Lowering emissions is a work-in-progress happening at many levels. For example, at the level of extraction itself, producers are moving from steam to solvents. That reduces GHG-producing energy needed to extract oil from sands, but there’s also a bonus in it: “It reduces cost”, states Fogwill. Other technologies come into play at other production levels, indicates Birn, for example electrifying the drilling process, installing solar panels wherever feasible, integrating waste heat, and capturing/recycling carbon.
Renewoil
Oil producers are not only migrating toward sustainability but also toward renewability. In Canada, Suncor is shifting toward biofuels where it already stands out as the largest player, notes Birn.

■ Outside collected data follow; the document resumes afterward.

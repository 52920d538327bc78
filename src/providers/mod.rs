// =============================================================================
// Data Providers
// =============================================================================
//
// HTTP clients for the external data sources. All network failures and empty
// payloads are resolved here — either into valid, validated series or into an
// explicit error — before anything reaches the analysis pipeline.

pub mod eodhd;
pub mod fred;
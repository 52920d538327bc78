// =============================================================================
// Price & Auxiliary Time Series — validated, immutable market data
// =============================================================================
//
// Every series is a request-scoped value: fetched, validated, transformed,
// handed to the API layer, and dropped. Nothing here holds global state.
//
// Dates are plain calendar dates (`chrono::NaiveDate`). Providers normalise
// timestamps to a single calendar representation before data reaches this
// module; no timezone conversion happens past this point.

pub mod align;

use chrono::{Datelike, NaiveDate};
use serde::{Deserialize, Serialize};
use thiserror::Error;

// =============================================================================
// Errors
// =============================================================================

/// Validation failures raised while constructing a series.
///
/// These indicate a provider or caller bug (malformed shape), never a normal
/// data condition such as a thin or empty range.
#[derive(Debug, Error)]
pub enum SeriesError {
    #[error("dates must be strictly ascending: {prev} followed by {next}")]
    UnsortedDates { prev: NaiveDate, next: NaiveDate },

    #[error("invalid OHLC ordering at {date}: low <= open/close <= high must hold")]
    InvalidOhlc { date: NaiveDate },

    #[error("non-positive price at {date}")]
    NonPositivePrice { date: NaiveDate },
}

// =============================================================================
// PriceSeries
// =============================================================================

/// A single daily (or coarser) price observation.
#[derive(Debug, Clone, Copy, PartialEq, Serialize, Deserialize)]
pub struct PricePoint {
    pub date: NaiveDate,
    pub open: f64,
    pub high: f64,
    pub low: f64,
    pub close: f64,
    pub volume: u64,
}

/// An ordered OHLCV series with validated invariants:
/// dates strictly ascending (no duplicates), prices positive, and
/// `low <= open, close <= high` on every bar.
#[derive(Debug, Clone, Default, Serialize)]
pub struct PriceSeries {
    points: Vec<PricePoint>,
}

impl PriceSeries {
    /// Validate `points` and wrap them in a `PriceSeries`.
    ///
    /// An empty vector is accepted — the fetch layer is responsible for
    /// treating an empty result as "no data" before any analysis runs.
    pub fn new(points: Vec<PricePoint>) -> Result<Self, SeriesError> {
        for pair in points.windows(2) {
            if pair[0].date >= pair[1].date {
                return Err(SeriesError::UnsortedDates {
                    prev: pair[0].date,
                    next: pair[1].date,
                });
            }
        }

        for p in &points {
            if p.open <= 0.0 || p.high <= 0.0 || p.low <= 0.0 || p.close <= 0.0 {
                return Err(SeriesError::NonPositivePrice { date: p.date });
            }
            let ordered = p.low <= p.open
                && p.open <= p.high
                && p.low <= p.close
                && p.close <= p.high;
            if !ordered {
                return Err(SeriesError::InvalidOhlc { date: p.date });
            }
        }

        Ok(Self { points })
    }

    pub fn points(&self) -> &[PricePoint] {
        &self.points
    }

    pub fn len(&self) -> usize {
        self.points.len()
    }

    pub fn is_empty(&self) -> bool {
        self.points.is_empty()
    }

    /// The close column, in date order.
    pub fn closes(&self) -> Vec<f64> {
        self.points.iter().map(|p| p.close).collect()
    }

    /// Index range of the observations whose date falls inside
    /// `[start, end]` (inclusive). Empty when the range selects nothing or
    /// when `end < start`.
    pub fn range_indices(&self, start: NaiveDate, end: NaiveDate) -> std::ops::Range<usize> {
        let lo = self.points.partition_point(|p| p.date < start);
        let hi = self.points.partition_point(|p| p.date <= end);
        lo..hi.max(lo)
    }

    /// Aggregate daily bars into one bar per calendar month:
    /// open = first, high = max, low = min, close = last, volume = sum.
    /// The bar is dated at the last trading date observed in the month, so
    /// the output dates remain strictly ascending.
    pub fn resample_monthly(&self) -> PriceSeries {
        let mut out: Vec<PricePoint> = Vec::new();

        for p in &self.points {
            match out.last_mut() {
                Some(last)
                    if (last.date.year(), last.date.month())
                        == (p.date.year(), p.date.month()) =>
                {
                    last.high = last.high.max(p.high);
                    last.low = last.low.min(p.low);
                    last.close = p.close;
                    last.volume += p.volume;
                    last.date = p.date;
                }
                _ => out.push(*p),
            }
        }

        // Aggregation preserves every constructor invariant, so the result
        // can be built without re-validating.
        PriceSeries { points: out }
    }
}

// =============================================================================
// AuxiliarySeries
// =============================================================================

/// One observation of a sparse economic series.
#[derive(Debug, Clone, Copy, PartialEq, Serialize, Deserialize)]
pub struct AuxPoint {
    pub date: NaiveDate,
    pub value: f64,
}

/// A named economic indicator (fed funds rate, GDP, CPI) sampled at
/// irregular or coarser intervals than the price series it accompanies.
/// Dates are strictly ascending.
#[derive(Debug, Clone, Serialize)]
pub struct AuxiliarySeries {
    name: String,
    points: Vec<AuxPoint>,
}

impl AuxiliarySeries {
    pub fn new(name: impl Into<String>, points: Vec<AuxPoint>) -> Result<Self, SeriesError> {
        for pair in points.windows(2) {
            if pair[0].date >= pair[1].date {
                return Err(SeriesError::UnsortedDates {
                    prev: pair[0].date,
                    next: pair[1].date,
                });
            }
        }
        Ok(Self {
            name: name.into(),
            points,
        })
    }

    pub fn name(&self) -> &str {
        &self.name
    }

    pub fn points(&self) -> &[AuxPoint] {
        &self.points
    }

    pub fn is_empty(&self) -> bool {
        self.points.is_empty()
    }
}

// =============================================================================
// Unit Tests
// =============================================================================
#[cfg(test)]
mod tests {
    use super::*;

    fn d(y: i32, m: u32, day: u32) -> NaiveDate {
        NaiveDate::from_ymd_opt(y, m, day).unwrap()
    }

    fn bar(date: NaiveDate, close: f64) -> PricePoint {
        PricePoint {
            date,
            open: close,
            high: close + 1.0,
            low: close - 1.0,
            close,
            volume: 100,
        }
    }

    // ---- PriceSeries construction ------------------------------------------

    #[test]
    fn empty_series_is_accepted() {
        let s = PriceSeries::new(Vec::new()).unwrap();
        assert!(s.is_empty());
    }

    #[test]
    fn duplicate_date_is_rejected() {
        let pts = vec![bar(d(2023, 1, 2), 10.0), bar(d(2023, 1, 2), 11.0)];
        assert!(matches!(
            PriceSeries::new(pts),
            Err(SeriesError::UnsortedDates { .. })
        ));
    }

    #[test]
    fn descending_dates_are_rejected() {
        let pts = vec![bar(d(2023, 1, 3), 10.0), bar(d(2023, 1, 2), 11.0)];
        assert!(matches!(
            PriceSeries::new(pts),
            Err(SeriesError::UnsortedDates { .. })
        ));
    }

    #[test]
    fn broken_ohlc_ordering_is_rejected() {
        let mut p = bar(d(2023, 1, 2), 10.0);
        p.low = 20.0; // low above open/close/high
        assert!(matches!(
            PriceSeries::new(vec![p]),
            Err(SeriesError::InvalidOhlc { .. })
        ));
    }

    #[test]
    fn non_positive_price_is_rejected() {
        let mut p = bar(d(2023, 1, 2), 0.5);
        p.low = -0.5;
        assert!(matches!(
            PriceSeries::new(vec![p]),
            Err(SeriesError::NonPositivePrice { .. })
        ));
    }

    // ---- range_indices -------------------------------------------------------

    #[test]
    fn range_indices_is_inclusive_on_both_ends() {
        let pts: Vec<PricePoint> = (1..=10).map(|i| bar(d(2023, 1, i), 10.0)).collect();
        let s = PriceSeries::new(pts).unwrap();

        let r = s.range_indices(d(2023, 1, 3), d(2023, 1, 7));
        assert_eq!(r, 2..7);

        // Whole range.
        assert_eq!(s.range_indices(d(2022, 1, 1), d(2024, 1, 1)), 0..10);
    }

    #[test]
    fn range_indices_empty_when_reversed_or_outside() {
        let pts: Vec<PricePoint> = (1..=5).map(|i| bar(d(2023, 1, i), 10.0)).collect();
        let s = PriceSeries::new(pts).unwrap();

        assert!(s.range_indices(d(2023, 1, 4), d(2023, 1, 2)).is_empty());
        assert!(s.range_indices(d(2024, 1, 1), d(2024, 2, 1)).is_empty());
    }

    // ---- resample_monthly ----------------------------------------------------

    #[test]
    fn resample_monthly_aggregates_ohlcv() {
        let pts = vec![
            PricePoint { date: d(2023, 1, 2), open: 10.0, high: 12.0, low: 9.0, close: 11.0, volume: 100 },
            PricePoint { date: d(2023, 1, 15), open: 11.0, high: 15.0, low: 10.0, close: 14.0, volume: 200 },
            PricePoint { date: d(2023, 1, 31), open: 14.0, high: 14.5, low: 12.0, close: 13.0, volume: 300 },
            PricePoint { date: d(2023, 2, 1), open: 13.0, high: 13.5, low: 12.5, close: 13.2, volume: 50 },
        ];
        let monthly = PriceSeries::new(pts).unwrap().resample_monthly();

        assert_eq!(monthly.len(), 2);
        let jan = monthly.points()[0];
        assert_eq!(jan.date, d(2023, 1, 31));
        assert!((jan.open - 10.0).abs() < 1e-12);
        assert!((jan.high - 15.0).abs() < 1e-12);
        assert!((jan.low - 9.0).abs() < 1e-12);
        assert!((jan.close - 13.0).abs() < 1e-12);
        assert_eq!(jan.volume, 600);

        let feb = monthly.points()[1];
        assert_eq!(feb.date, d(2023, 2, 1));
        assert_eq!(feb.volume, 50);
    }

    // ---- AuxiliarySeries -------------------------------------------------------

    #[test]
    fn auxiliary_rejects_unsorted_dates() {
        let pts = vec![
            AuxPoint { date: d(2023, 1, 5), value: 5.0 },
            AuxPoint { date: d(2023, 1, 1), value: 4.0 },
        ];
        assert!(AuxiliarySeries::new("FEDFUNDS", pts).is_err());
    }

    #[test]
    fn auxiliary_accepts_sorted_points() {
        let pts = vec![
            AuxPoint { date: d(2023, 1, 1), value: 4.0 },
            AuxPoint { date: d(2023, 1, 5), value: 5.0 },
        ];
        let s = AuxiliarySeries::new("FEDFUNDS", pts).unwrap();
        assert_eq!(s.name(), "FEDFUNDS");
        assert_eq!(s.points().len(), 2);
    }
}
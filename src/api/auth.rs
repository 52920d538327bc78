// =============================================================================
// Bearer Token Authentication
// =============================================================================
//
// Every non-public endpoint requires `Authorization: Bearer <token>` matching
// the `FINETH_ADMIN_TOKEN` environment variable. The variable is read per
// request, so rotating the token needs no restart. Token comparison never
// exits early on a mismatched byte.

use axum::{
    extract::FromRequestParts,
    http::{header, request::Parts, StatusCode},
    response::{IntoResponse, Response},
};
use tracing::warn;

/// Extractor gating a handler on a valid admin bearer token. On success it
/// carries the presented token; on failure the request ends with 403 before
/// the handler runs.
///
///   async fn handler(AuthBearer(token): AuthBearer, ...) { ... }
pub struct AuthBearer(pub String);

/// 403 response emitted when token validation fails.
#[derive(Debug)]
pub struct AuthRejection(&'static str);

impl IntoResponse for AuthRejection {
    fn into_response(self) -> Response {
        (
            StatusCode::FORBIDDEN,
            axum::Json(serde_json::json!({ "error": self.0 })),
        )
            .into_response()
    }
}

/// The token portion of an `Authorization: Bearer ...` header, if present
/// and well-formed.
fn bearer_token(parts: &Parts) -> Option<&str> {
    parts
        .headers
        .get(header::AUTHORIZATION)?
        .to_str()
        .ok()?
        .strip_prefix("Bearer ")
}

/// Byte-wise comparison that touches every position of equal-length inputs,
/// so response timing does not reveal how long a matching prefix was.
/// (A length mismatch is observable, but the expected token's length is not
/// attacker-controlled.)
fn constant_time_eq(a: &[u8], b: &[u8]) -> bool {
    a.len() == b.len() && a.iter().zip(b).fold(0u8, |acc, (x, y)| acc | (x ^ y)) == 0
}

impl<S> FromRequestParts<S> for AuthBearer
where
    S: Send + Sync,
{
    type Rejection = AuthRejection;

    async fn from_request_parts(parts: &mut Parts, _state: &S) -> Result<Self, Self::Rejection> {
        let expected = std::env::var("FINETH_ADMIN_TOKEN").unwrap_or_default();
        if expected.is_empty() {
            warn!("FINETH_ADMIN_TOKEN is not set — rejecting all authenticated requests");
            return Err(AuthRejection("Server authentication not configured"));
        }

        let Some(token) = bearer_token(parts) else {
            warn!("Authorization header missing or not a Bearer token");
            return Err(AuthRejection("Missing or invalid authorization token"));
        };

        if !constant_time_eq(token.as_bytes(), expected.as_bytes()) {
            warn!("Rejected request with a non-matching admin token");
            return Err(AuthRejection("Invalid authorization token"));
        }

        Ok(AuthBearer(token.to_string()))
    }
}
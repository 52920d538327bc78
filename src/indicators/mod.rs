// =============================================================================
// Technical Indicators Module
// =============================================================================
//
// Pure, side-effect-free rolling statistics over a close-price column. Every
// function returns a vector aligned 1:1 with its input, using `None` for the
// warm-up positions where the trailing window is not yet full, so callers can
// join indicator columns straight onto the price table.

pub mod rsi;
pub mod sma;

use serde::Serialize;

use crate::series::PriceSeries;

/// Indicator columns derived from a price series. Each column has exactly
/// one entry per price observation.
#[derive(Debug, Clone, Serialize)]
pub struct IndicatorSeries {
    pub ma_short: Vec<Option<f64>>,
    pub ma_long: Vec<Option<f64>>,
    pub rsi: Vec<Option<f64>>,
}

impl IndicatorSeries {
    /// Compute the standard dashboard indicator set (two simple moving
    /// averages plus RSI) over the closes of `series`.
    pub fn compute(
        series: &PriceSeries,
        ma_short_window: usize,
        ma_long_window: usize,
        rsi_window: usize,
    ) -> Self {
        let closes = series.closes();
        Self {
            ma_short: sma::compute_moving_average(&closes, ma_short_window),
            ma_long: sma::compute_moving_average(&closes, ma_long_window),
            rsi: rsi::compute_rsi(&closes, rsi_window),
        }
    }

    pub fn len(&self) -> usize {
        self.rsi.len()
    }

    pub fn is_empty(&self) -> bool {
        self.rsi.is_empty()
    }
}

// =============================================================================
// Unit Tests
// =============================================================================
#[cfg(test)]
mod tests {
    use super::*;
    use crate::series::PricePoint;
    use chrono::NaiveDate;

    fn series(closes: &[f64]) -> PriceSeries {
        let start = NaiveDate::from_ymd_opt(2023, 1, 1).unwrap();
        let points = closes
            .iter()
            .enumerate()
            .map(|(i, &c)| PricePoint {
                date: start + chrono::Days::new(i as u64),
                open: c,
                high: c + 1.0,
                low: (c - 1.0).max(0.1),
                close: c,
                volume: 1,
            })
            .collect();
        PriceSeries::new(points).unwrap()
    }

    #[test]
    fn columns_match_series_length() {
        let s = series(&[10.0, 11.0, 12.0, 13.0, 14.0, 15.0]);
        let ind = IndicatorSeries::compute(&s, 2, 4, 3);
        assert_eq!(ind.ma_short.len(), s.len());
        assert_eq!(ind.ma_long.len(), s.len());
        assert_eq!(ind.rsi.len(), s.len());
    }

    #[test]
    fn oversized_windows_yield_all_undefined_columns() {
        let s = series(&[10.0, 11.0, 12.0]);
        let ind = IndicatorSeries::compute(&s, 50, 200, 14);
        assert!(ind.ma_short.iter().all(Option::is_none));
        assert!(ind.ma_long.iter().all(Option::is_none));
        assert!(ind.rsi.iter().all(Option::is_none));
    }
}
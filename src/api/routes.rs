//! API Routes
//!
//! Configures the Axum router with all cache admin endpoints.

use axum::{
    routing::{delete, get, post},
    Router,
};
use tower_http::{
    cors::{Any, CorsLayer},
    trace::TraceLayer,
};

use super::handlers::{
    clear_handler, entries_handler, has_handler, health_handler, invalidate_handler,
    invalidate_pattern_handler, list_handler, purge_handler, stats_handler, AppState,
};

/// Creates the admin router with all endpoints configured.
///
/// # Endpoints
/// - `GET /health` - Health check endpoint
/// - `GET /caches` - Names of registered engines
/// - `GET /caches/:name/stats` - Engine statistics
/// - `GET /caches/:name/entries` - Per-entry snapshots
/// - `GET /caches/:name/entries/:key` - Whether a fresh entry exists
/// - `DELETE /caches/:name/entries/:key` - Invalidate one key
/// - `POST /caches/:name/invalidate` - Invalidate keys matching a regex
/// - `POST /caches/:name/purge` - Drop long-expired entries
/// - `DELETE /caches/:name` - Clear the engine
///
/// # Middleware
/// - CORS: Allows any origin (configurable for production)
/// - Tracing: Logs all requests for debugging
pub fn create_router(state: AppState) -> Router {
    // Configure CORS middleware
    let cors = CorsLayer::new()
        .allow_origin(Any)
        .allow_methods(Any)
        .allow_headers(Any);

    Router::new()
        .route("/health", get(health_handler))
        .route("/caches", get(list_handler))
        .route("/caches/:name", delete(clear_handler))
        .route("/caches/:name/stats", get(stats_handler))
        .route("/caches/:name/entries", get(entries_handler))
        .route(
            "/caches/:name/entries/:key",
            get(has_handler).delete(invalidate_handler),
        )
        .route("/caches/:name/invalidate", post(invalidate_pattern_handler))
        .route("/caches/:name/purge", post(purge_handler))
        .layer(cors)
        .layer(TraceLayer::new_for_http())
        .with_state(state)
}
//! Cache Module
//!
//! In-memory keyed response cache with TTL freshness, request coalescing,
//! stale-while-revalidate and LFU eviction.

mod engine;
mod entry;
mod lfu;
mod refresh;
mod size;
mod stats;


// Re-export public types
pub use engine::{CacheEngine, CacheValue, FetchError, PreloadItem};
pub use entry::{CacheEntry, EntryInfo};
pub use lfu::LfuPolicy;
pub use refresh::RefreshStream;
pub use size::{json_estimator, json_size, SizeEstimator};
pub use stats::CacheStats;
//! Data Cache - an in-process async response cache
//!
//! Sits between data-access services and their fetch functions, providing
//! TTL freshness, request coalescing, stale-while-revalidate, auto-refresh
//! subscriptions and LFU eviction bounded by entry count and memory.

pub mod api;
pub mod cache;
pub mod config;
pub mod error;
pub mod models;
pub mod tasks;

pub use api::{create_router, AppState, CacheAdmin};
pub use cache::{CacheEngine, CacheStats, PreloadItem, RefreshStream};
pub use config::{CacheConfig, EngineConfig};
pub use error::{CacheError, SharedError};
pub use tasks::{spawn_cleanup_task, spawn_configured_cleanup};
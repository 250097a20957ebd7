//! Auto-Refresh Stream Module
//!
//! Subscriber side of `CacheEngine::get_with_auto_refresh`.

use futures::stream::{self, Stream};
use tokio::sync::watch;

// == Refresh Stream ==
/// Latest value published for one key.
///
/// Every subscriber of a key shares the same underlying channel and timer.
/// The stream ends when the subscription is torn down by `clear` or
/// `stop_auto_refresh`.
#[derive(Debug, Clone)]
pub struct RefreshStream<V> {
    key: String,
    receiver: watch::Receiver<Option<V>>,
    primed: bool,
}

impl<V: Clone> RefreshStream<V> {
    pub(crate) fn new(key: &str, receiver: watch::Receiver<Option<V>>) -> Self {
        Self {
            key: key.to_string(),
            receiver,
            primed: false,
        }
    }

    /// The key this stream follows.
    pub fn key(&self) -> &str {
        &self.key
    }

    /// Most recently published value, None until the first fetch completes.
    pub fn latest(&self) -> Option<V> {
        self.receiver.borrow().clone()
    }

    /// Waits for the next value.
    ///
    /// The first call returns the current value right away if one has already
    /// been published. Returns None once the subscription is gone.
    pub async fn next(&mut self) -> Option<V> {
        if !self.primed {
            self.primed = true;
            let current = self.receiver.borrow_and_update().clone();
            if current.is_some() {
                return current;
            }
        }

        loop {
            self.receiver.changed().await.ok()?;
            let current = self.receiver.borrow_and_update().clone();
            if current.is_some() {
                return current;
            }
        }
    }

    /// Adapts this subscription into a `futures::Stream`.
    pub fn into_stream(self) -> impl Stream<Item = V>
    where
        V: Send + Sync + 'static,
    {
        stream::unfold(self, |mut subscription| async move {
            subscription
                .next()
                .await
                .map(|value| (value, subscription))
        })
    }
}
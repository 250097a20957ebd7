//! Size Estimation Module
//!
//! Best-effort value sizes for memory accounting.

use std::sync::Arc;

use serde::Serialize;

/// Estimates the size of a value in bytes; `None` means the estimate failed
/// and the engine falls back to its configured default.
pub type SizeEstimator<V> = Arc<dyn Fn(&V) -> Option<usize> + Send + Sync>;

/// Length of the value's JSON encoding.
pub fn json_size<V: Serialize>(value: &V) -> Option<usize> {
    serde_json::to_vec(value).ok().map(|bytes| bytes.len())
}

/// Estimator backed by [`json_size`].
pub fn json_estimator<V: Serialize + 'static>() -> SizeEstimator<V> {
    Arc::new(|value: &V| json_size(value))
}
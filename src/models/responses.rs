//! Response DTOs for the admin API
//!
//! Defines the structure of outgoing HTTP response bodies.

use serde::Serialize;

use crate::cache::{CacheStats, EntryInfo};

/// Response body for GET /caches
#[derive(Debug, Clone, Serialize)]
pub struct CacheListResponse {
    /// Names of all registered engines, sorted
    pub caches: Vec<String>,
}

/// Response body for GET /caches/:name/stats
#[derive(Debug, Clone, Serialize)]
pub struct StatsResponse {
    /// Engine name
    pub cache: String,
    #[serde(flatten)]
    pub stats: CacheStats,
    /// Share of lookups served from stored values
    pub hit_rate: f64,
}

impl StatsResponse {
    /// Creates a new StatsResponse from cache statistics
    pub fn new(cache: impl Into<String>, stats: CacheStats) -> Self {
        let hit_rate = stats.hit_rate();
        Self {
            cache: cache.into(),
            stats,
            hit_rate,
        }
    }
}

/// Response body for GET /caches/:name/entries
#[derive(Debug, Clone, Serialize)]
pub struct EntriesResponse {
    pub cache: String,
    pub entries: Vec<EntryInfo>,
}

/// Response body for GET /caches/:name/entries/:key
#[derive(Debug, Clone, Serialize)]
pub struct FreshnessResponse {
    pub key: String,
    /// True iff a fresh entry exists
    pub fresh: bool,
}

/// Response body for DELETE /caches/:name/entries/:key
#[derive(Debug, Clone, Serialize)]
pub struct InvalidateResponse {
    /// Success message
    pub message: String,
    /// The key that was invalidated
    pub key: String,
    /// Whether an entry or in-flight fetch existed
    pub removed: bool,
}

impl InvalidateResponse {
    pub fn new(key: impl Into<String>, removed: bool) -> Self {
        let key = key.into();
        Self {
            message: format!("Key '{}' invalidated", key),
            key,
            removed,
        }
    }
}

/// Response body for POST /caches/:name/invalidate
#[derive(Debug, Clone, Serialize)]
pub struct InvalidatePatternResponse {
    pub message: String,
    pub pattern: String,
    /// Number of entries removed
    pub removed: usize,
}

impl InvalidatePatternResponse {
    pub fn new(pattern: impl Into<String>, removed: usize) -> Self {
        let pattern = pattern.into();
        Self {
            message: format!("Removed {} entries matching '{}'", removed, pattern),
            pattern,
            removed,
        }
    }
}

/// Response body for POST /caches/:name/purge
#[derive(Debug, Clone, Serialize)]
pub struct PurgeResponse {
    /// Number of expired entries removed
    pub removed: usize,
}

/// Response body for DELETE /caches/:name
#[derive(Debug, Clone, Serialize)]
pub struct ClearResponse {
    pub message: String,
}

impl ClearResponse {
    pub fn new(cache: &str) -> Self {
        Self {
            message: format!("Cache '{}' cleared", cache),
        }
    }
}

/// Response body for the health endpoint (GET /health)
#[derive(Debug, Clone, Serialize)]
pub struct HealthResponse {
    /// Health status (e.g., "healthy")
    pub status: String,
    /// Current timestamp in ISO 8601 format
    pub timestamp: String,
}

impl HealthResponse {
    /// Creates a new HealthResponse with current timestamp
    pub fn healthy() -> Self {
        Self {
            status: "healthy".to_string(),
            timestamp: chrono::Utc::now().to_rfc3339(),
        }
    }
}
//! API Module
//!
//! Admin router a host application can mount to inspect and invalidate its
//! cache engines.
//!
//! # Endpoints
//! - `GET /health` - Health check endpoint
//! - `GET /caches` - Names of registered engines
//! - `GET /caches/:name/stats` - Engine statistics
//! - `GET /caches/:name/entries` - Per-entry snapshots
//! - `GET /caches/:name/entries/:key` - Whether a fresh entry exists
//! - `DELETE /caches/:name/entries/:key` - Invalidate a key
//! - `POST /caches/:name/invalidate` - Invalidate by pattern
//! - `POST /caches/:name/purge` - Drop long-expired entries
//! - `DELETE /caches/:name` - Clear an engine

mod admin;
pub mod handlers;
pub mod routes;

pub use admin::CacheAdmin;
pub use handlers::*;
pub use routes::create_router;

Elsewhere, Shell and Total “are moving into renewables, battery charging, liquid natural gas, even in wind, while BP is really changing itself,” says Stevenson.
Companies already have important resources and skillsets to effect the transfer. First of all, “they have armies of engineers and technicians that can be redeployed, says Birn. To build an oil pipeline and a CO2 pipeline requires just about the same people.” Also, the largest producers have unique expertise in large project management that can be applied to wind or solar projects just as well, adds Stevenson. For example, Total is developing ocean wind turbine farms where it uses its expertise in platforms to set up floating farms that can be oriented toward the wind.
Of course, some skills can’t be transferred, Stevenson recognises; for example, installing a wind farm is not like extracting oil from sand. So, to fill the gaps, companies create partnerships, as Equinor and Orsted did to install offshore wind turbines. “That’s the kind of synergy being applied,” she states.
Too early?
Following the COVID lockdown, oil production will resume growth, but at some point, growth will give way to a replacement pattern. One question hangs in the air: because oil is out of favour among so many investors, will we allow that replacement pattern to set in? “Are we pushing companies out of business before we have a viable alternative? Are we starving companies of capital because we fantasize that we have fully transferred?” asks Angelo Katsoras, geopolitical analyst at National Bank of Canada.
“Canada and the US are still highly dependent on oil, and it’s not clear that we have the alternatives and the infrastructure to replace oil,” warns Fogwill. Stevenson elaborates along similar lines: “We haven’t been investing enough to support demand over the next years, she observes. In the last three or four years, we can count on only one hand new investments. Before, we had the same number every year.”
However, Stevenson is not too worried. With companies so profitable at this moment and a price of oil that will go up if supply is insufficient, she believes that investors will still step forward. “Some people think that the price of oil will shoot up to US$150 a barrel, but at that level, it would price itself out of the market. But projecting US$55 to US$65 over the next decade is not outrageous, and at that price, there are still returns to be made.” Her activity on both sides of the energy equation (oil and renewable) prompts her to say that “while things seemed rather bleak, there definitely is a future in oil for investors”.